Question

Derivative question, picture posted with question. Please help figure out how to do this. Grade 12 calc.

Answer 1

Part B)ii) is the part I can't solve

Answer 2

I got a(1/2)^5 as the amount for the substance to reach 1/32

Answer 3

after 0 days 1/1th
after 20 days 1/2
after 40 days 1/4
etc

Answer 4

So that is 20*(1/2)^n

To get the rate of decay you have to derive the function and then use the answer of question B)i) and enter it in the derivative function

Answer 5

I got 5a/16

Answer 6

\[-5\log(2) \times 2^{2-n}\]

Answer 7

which rule did you apply there?

Answer 8

hey jdoe

Answer 9

Really struggling with this question :/

Answer 10

for b.i. my answer is 100 years

Answer 11

but i fugred that out because (1/2)^x=(1/32)

Answer 12

and x=5 multipled by half life of 20

Answer 13

hey agent smith

Answer 14

Did you get the equation for the rate of decay first?
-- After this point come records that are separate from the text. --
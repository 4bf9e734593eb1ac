// Suspension chain: drives the current leaf of a nested await
//
// Only the leaf is referenced. Ancestry lives in each frame header, so
// nesting is logically deep and physically flat in the task's arena.
// A finished leaf hands control to its parent within the same resume;
// a failed one fails its ancestors one by one until something catches.

use core::ptr::NonNull;

use super::context::{Context, Links, Wait};
use super::frame::{self, FrameRef, Progress};
use super::{Coroutine, Exit};
use crate::error::{Error, Fault, Violation, ensure};
use crate::kernel::clock::Tick;
use crate::memory::Arena;

/// Result of one `resume`
#[derive(Debug, Clone, Copy, PartialEq, Eq)]
pub enum Outcome {
    Suspended,
    CompletedSuccess,
    CompletedFailure,
}

impl From<Exit> for Outcome {
    fn from(exit: Exit) -> Self {
        match exit {
            Exit::Success => Outcome::CompletedSuccess,
            Exit::Failure => Outcome::CompletedFailure,
        }
    }
}

pub struct Chain<A: Arena> {
    arena: A,
    leaf: Option<FrameRef>,
    links: Links,
    root_exit: unsafe fn(NonNull<u8>) -> Result<Exit, Fault>,
    exit: Option<Exit>,
    fault: Option<Fault>,
}

impl<A: Arena> Chain<A> {
    pub fn new<C>(arena: A, root: C) -> Result<Self, Error>
    where
        C: Coroutine<Output = Exit> + 'static,
    {
        let mut chain = Self {
            arena,
            leaf: None,
            links: Links::new(),
            root_exit: frame::take_output::<C>,
            exit: Some(Exit::Failure),
            fault: None,
        };
        chain.rearm(root)?;
        Ok(chain)
    }

    /// Tear down whatever is left and start over with a fresh root
    pub fn rearm<C>(&mut self, root: C) -> Result<(), Error>
    where
        C: Coroutine<Output = Exit> + 'static,
    {
        self.destroy();
        self.arena.reset();
        self.links = Links::new();
        self.fault = None;

        let frame = frame::emplace(&self.arena, None, false, 0, root)?;
        self.root_exit = frame::take_output::<C>;
        self.register_leaf(frame);
        self.exit = None;
        Ok(())
    }

    /// Make `frame` the active leaf. O(1) however deep the nesting is.
    #[inline]
    fn register_leaf(&mut self, frame: FrameRef) {
        self.leaf = Some(frame);
    }

    /// Step the leaf until something suspends or the root finishes.
    pub fn resume(&mut self, now: Tick) -> Result<Outcome, Error> {
        ensure!(self.exit.is_none(), Violation::ResumeTerminated);
        ensure!(self.links.wait.is_satisfied(now), Violation::NotResumable);
        let Some(mut leaf) = self.leaf else {
            return Err(Error::assertion(Violation::ResumeTerminated));
        };

        self.links.wait = Wait::Yield;
        let mut carried: Option<Fault> = None;
        loop {
            let ptr = leaf.ptr(&self.arena);
            let progress = match carried.take() {
                Some(fault) => {
                    // SAFETY: leaf is live; its body is not run again
                    unsafe { (leaf.vtable.fail)(ptr, fault) };
                    Progress::Failed(fault)
                }
                None => {
                    let mut cx = Context::new(&self.arena, now, leaf, &mut self.links);
                    // SAFETY: leaf is live and nothing else borrows it
                    unsafe { (leaf.vtable.resume)(ptr, &mut cx) }
                }
            };

            let fault = match progress {
                Progress::Pending => {
                    self.release_joinable()?;
                    match self.links.call.take() {
                        Some(child) => {
                            // the call is the step's suspension; the child
                            // registers its own wait
                            if !matches!(self.links.wait, Wait::Yield) {
                                log::warn!(
                                    "chain: {:?} dropped, frame #{} called #{}",
                                    self.links.wait,
                                    leaf.serial,
                                    child.serial
                                );
                                self.links.wait = Wait::Yield;
                            }
                            self.register_leaf(child);
                            leaf = child;
                            continue;
                        }
                        None => return Ok(Outcome::Suspended),
                    }
                }
                Progress::Completed => None,
                Progress::Failed(fault) => Some(fault),
            };

            // leaf is done; anything it spawned in its last step goes first
            if let Some(orphan) = self.links.call.take() {
                frame::release(&self.arena, orphan)?;
            }
            self.release_joinable()?;
            self.links.wait = Wait::Yield;

            // SAFETY: leaf is still allocated
            let header = unsafe { frame::header(ptr) };
            let Some(parent) = header.parent else {
                return self.finish(leaf);
            };
            self.register_leaf(parent);
            match fault {
                Some(fault) if !header.catches => {
                    log::debug!("chain: frame #{} failed: {}", leaf.serial, fault);
                    frame::release(&self.arena, leaf)?;
                    carried = Some(fault);
                }
                _ => self.links.joinable = Some(leaf),
            }
            leaf = parent;
        }
    }

    fn finish(&mut self, root: FrameRef) -> Result<Outcome, Error> {
        // SAFETY: root was built by emplace::<C> with the C root_exit was
        // instantiated for.
        let exit = match unsafe { (self.root_exit)(root.ptr(&self.arena)) } {
            Ok(exit) => exit,
            Err(fault) => {
                self.fault = Some(fault);
                Exit::Failure
            }
        };
        self.leaf = None;
        self.exit = Some(exit);
        frame::release(&self.arena, root)?;
        Ok(exit.into())
    }

    /// Finalize every frame still alive, leaf first. Safe to call twice,
    /// and after a resume that unwound halfway.
    pub fn destroy(&mut self) {
        if let Some(orphan) = self.links.call.take() {
            self.discard(orphan);
        }
        if let Some(child) = self.links.joinable.take() {
            self.discard(child);
        }
        while let Some(frame) = self.leaf.take() {
            // SAFETY: frames on the leaf path are live until discarded here
            self.leaf = unsafe { frame::header(frame.ptr(&self.arena)) }.parent;
            self.discard(frame);
        }
        self.links.wait = Wait::Yield;
        if self.exit.is_none() {
            self.exit = Some(Exit::Failure);
        }
    }

    fn discard(&self, frame: FrameRef) {
        if let Err(err) = frame::release(&self.arena, frame) {
            log::error!("chain: frame #{} not reclaimed: {}", frame.serial, err);
        }
    }

    fn release_joinable(&mut self) -> Result<(), Error> {
        match self.links.joinable.take() {
            Some(frame) => frame::release(&self.arena, frame),
            None => Ok(()),
        }
    }

    /// The leaf's registered awaitable is satisfied at `now`
    pub fn is_resumable(&self, now: Tick) -> bool {
        self.exit.is_none() && self.links.wait.is_satisfied(now)
    }

    pub fn is_terminal(&self) -> bool {
        self.exit.is_some()
    }

    pub fn exit(&self) -> Option<Exit> {
        self.exit
    }

    pub fn wait(&self) -> Wait {
        self.links.wait
    }

    /// What made the root fail, if it failed with a fault
    pub fn fault(&self) -> Option<Fault> {
        self.fault
    }

    /// Frames on the path from leaf to root
    pub fn depth(&self) -> usize {
        let mut depth = 0;
        let mut cursor = self.leaf;
        while let Some(frame) = cursor {
            depth += 1;
            // SAFETY: frames on the leaf path are live
            cursor = unsafe { frame::header(frame.ptr(&self.arena)) }.parent;
        }
        depth
    }

    pub fn arena(&self) -> &A {
        &self.arena
    }
}

impl<A: Arena> Drop for Chain<A> {
    fn drop(&mut self) {
        self.destroy();
    }
}
// What a coroutine sees while it runs
//
// A step registers at most one suspension: a nested call, a timed
// delay, a readiness source or a cycle boundary. Nothing registered
// means a plain yield.

use core::fmt;
use core::marker::PhantomData;

use embassy_sync::blocking_mutex::raw::RawMutex;
use embassy_sync::signal::Signal;

use super::frame::{self, FrameRef};
use super::{Coroutine, Step};
use crate::channel::Future;
use crate::error::{Error, Fault, Violation};
use crate::kernel::clock::Tick;
use crate::memory::Arena;

/// Anything a coroutine can park on until it flips to ready. Checked
/// once per scheduler tick while the task is suspended.
pub trait Readiness: Sync {
    fn is_ready(&self) -> bool;
}

impl<M: RawMutex + Sync, T: Send> Readiness for Signal<M, T> {
    fn is_ready(&self) -> bool {
        self.signaled()
    }
}

/// Suspension registered by the last step of the leaf
#[derive(Clone, Copy)]
pub enum Wait {
    Yield,
    Until(Tick),
    NextCycle,
    On(&'static dyn Readiness),
}

impl Wait {
    pub fn is_satisfied(&self, now: Tick) -> bool {
        match self {
            Wait::Yield | Wait::NextCycle => true,
            Wait::Until(at) => *at <= now,
            Wait::On(source) => source.is_ready(),
        }
    }
}

impl fmt::Debug for Wait {
    fn fmt(&self, f: &mut fmt::Formatter<'_>) -> fmt::Result {
        match self {
            Wait::Yield => write!(f, "Yield"),
            Wait::Until(at) => write!(f, "Until({})", at),
            Wait::NextCycle => write!(f, "NextCycle"),
            Wait::On(_) => write!(f, "On(..)"),
        }
    }
}

// chain state a step is allowed to touch
pub(crate) struct Links {
    pub wait: Wait,
    /// child registered during the current step, not yet the leaf
    pub call: Option<FrameRef>,
    /// completed child waiting for its parent to join it
    pub joinable: Option<FrameRef>,
    pub serial: u32,
}

impl Links {
    pub const fn new() -> Self {
        Self {
            wait: Wait::Yield,
            call: None,
            joinable: None,
            serial: 0,
        }
    }

    pub fn next_serial(&mut self) -> u32 {
        self.serial = self.serial.wrapping_add(1);
        self.serial
    }
}

/// Handle to a nested coroutine, redeemed with [`Context::join`]
#[must_use]
pub struct Call<C> {
    serial: u32,
    _child: PhantomData<fn() -> C>,
}

impl<C> fmt::Debug for Call<C> {
    fn fmt(&self, f: &mut fmt::Formatter<'_>) -> fmt::Result {
        write!(f, "Call(#{})", self.serial)
    }
}

pub struct Context<'a> {
    arena: &'a dyn Arena,
    now: Tick,
    frame: FrameRef,
    links: &'a mut Links,
}

impl<'a> Context<'a> {
    pub(crate) fn new(arena: &'a dyn Arena, now: Tick, frame: FrameRef, links: &'a mut Links) -> Self {
        Self {
            arena,
            now,
            frame,
            links,
        }
    }

    /// Tick the current resume started at
    #[inline]
    pub fn now(&self) -> Tick {
        self.now
    }

    /// Run `child` in a frame of this task's arena and make it the leaf.
    /// Return `Step::Pending` right after; the child starts in the same
    /// resume. A failure inside the child fails every ancestor up to the
    /// root. A wait registered earlier in the same step is dropped.
    pub fn call<C: Coroutine + 'static>(&mut self, child: C) -> Result<Call<C>, Fault> {
        self.spawn(child, false)
    }

    /// Like [`call`](Self::call), but the child's failure comes back
    /// through [`join`](Self::join) instead of cascading.
    pub fn try_call<C: Coroutine + 'static>(&mut self, child: C) -> Result<Call<C>, Fault> {
        self.spawn(child, true)
    }

    fn spawn<C: Coroutine + 'static>(&mut self, child: C, catches: bool) -> Result<Call<C>, Fault> {
        if self.links.call.is_some() {
            return Err(Error::assertion(Violation::DoubleRegistration).into());
        }
        self.release_joinable()?;

        let serial = self.links.next_serial();
        let frame = frame::emplace(self.arena, Some(self.frame), catches, serial, child)?;
        self.links.call = Some(frame);
        Ok(Call {
            serial,
            _child: PhantomData,
        })
    }

    /// Collect the output of a completed child. Only valid in the step
    /// right after the child finished; later steps have already freed it.
    pub fn join<C: Coroutine + 'static>(&mut self, call: Call<C>) -> Result<C::Output, Fault> {
        match self.links.joinable {
            Some(frame) if frame.serial == call.serial => {
                self.links.joinable = None;
                // SAFETY: the serial matched, so this frame was built by
                // emplace::<C> for this very handle.
                let output = unsafe { frame::take_output::<C>(frame.ptr(self.arena)) };
                frame::release(self.arena, frame)?;
                output
            }
            _ => Err(Error::assertion(Violation::NotJoinable).into()),
        }
    }

    /// Sleep for `ticks` from the start of this resume
    pub fn delay<T>(&mut self, ticks: Tick) -> Step<T> {
        self.register(Wait::Until(self.now.saturating_add(ticks)))
    }

    pub fn delay_until<T>(&mut self, at: Tick) -> Step<T> {
        self.register(Wait::Until(at))
    }

    /// Give the CPU back; the task stays due
    pub fn yield_now<T>(&mut self) -> Step<T> {
        Step::Pending
    }

    /// End the current period of a periodic task, keeping all frames.
    /// A one-shot task treats this as a yield.
    pub fn next_cycle<T>(&mut self) -> Step<T> {
        self.register(Wait::NextCycle)
    }

    pub fn wait_on<T>(&mut self, source: &'static dyn Readiness) -> Step<T> {
        self.register(Wait::On(source))
    }

    /// Park until `future` settles. Poll it again on the next resume.
    pub fn wait_for<V: Send + 'static, T>(&mut self, future: &Future<'static, V>) -> Step<T> {
        future.register();
        self.register(Wait::On(future.readiness()))
    }

    fn register<T>(&mut self, wait: Wait) -> Step<T> {
        if self.links.call.is_some() || !matches!(self.links.wait, Wait::Yield) {
            log::warn!("second suspension in one step ignored: {:?}", wait);
        } else {
            self.links.wait = wait;
        }
        Step::Pending
    }

    fn release_joinable(&mut self) -> Result<(), Error> {
        match self.links.joinable.take() {
            Some(frame) => frame::release(self.arena, frame),
            None => Ok(()),
        }
    }
}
You'll prob need it for part b ii

Answer 15

no i didnt

Answer 16

i figured it would be a(1/2)^n/20

Answer 17

but im kinda stumped now i have been looking at this question for over an hour

Answer 18

\[\Large A = A_o e^{-kx}\] You should be using an equation something like this. k is your rate of decay.

After 20 days (ie x=20), A is equal to 0.5Ao, so plug those in and find k.

Answer 19

In our book it says A=A(initial amount)^(t/(half life rate))

Answer 20

Oh i think i was thinking of exponential decay. \[\Large A = A_o ^{t/20}\] find the derivative of this function then

Answer 21

actually it should probably be\[\Large A = A_o ^{t/r}\] where r is the half life rate, which you find with the 20 days.

Answer 22

so i get a(1/2)^5

Answer 23

which becomes 5a/16

Answer 24

is this correct?

Answer 25

Are you sure this is the correct equation?
\[\huge A = A_o ^{\frac{ t }{ r }} \]

Answer 26

A(1/2)^100/20

Answer 27

And then i took a derivative of that

Answer 28

Is r actually the half-life of 20 days, or is it a half life rate?

Answer 29

half life rate is 20 days

Answer 30

i need the rate of decay at 100 days

Answer 31

Then you can't use half A., only 1/32 remains.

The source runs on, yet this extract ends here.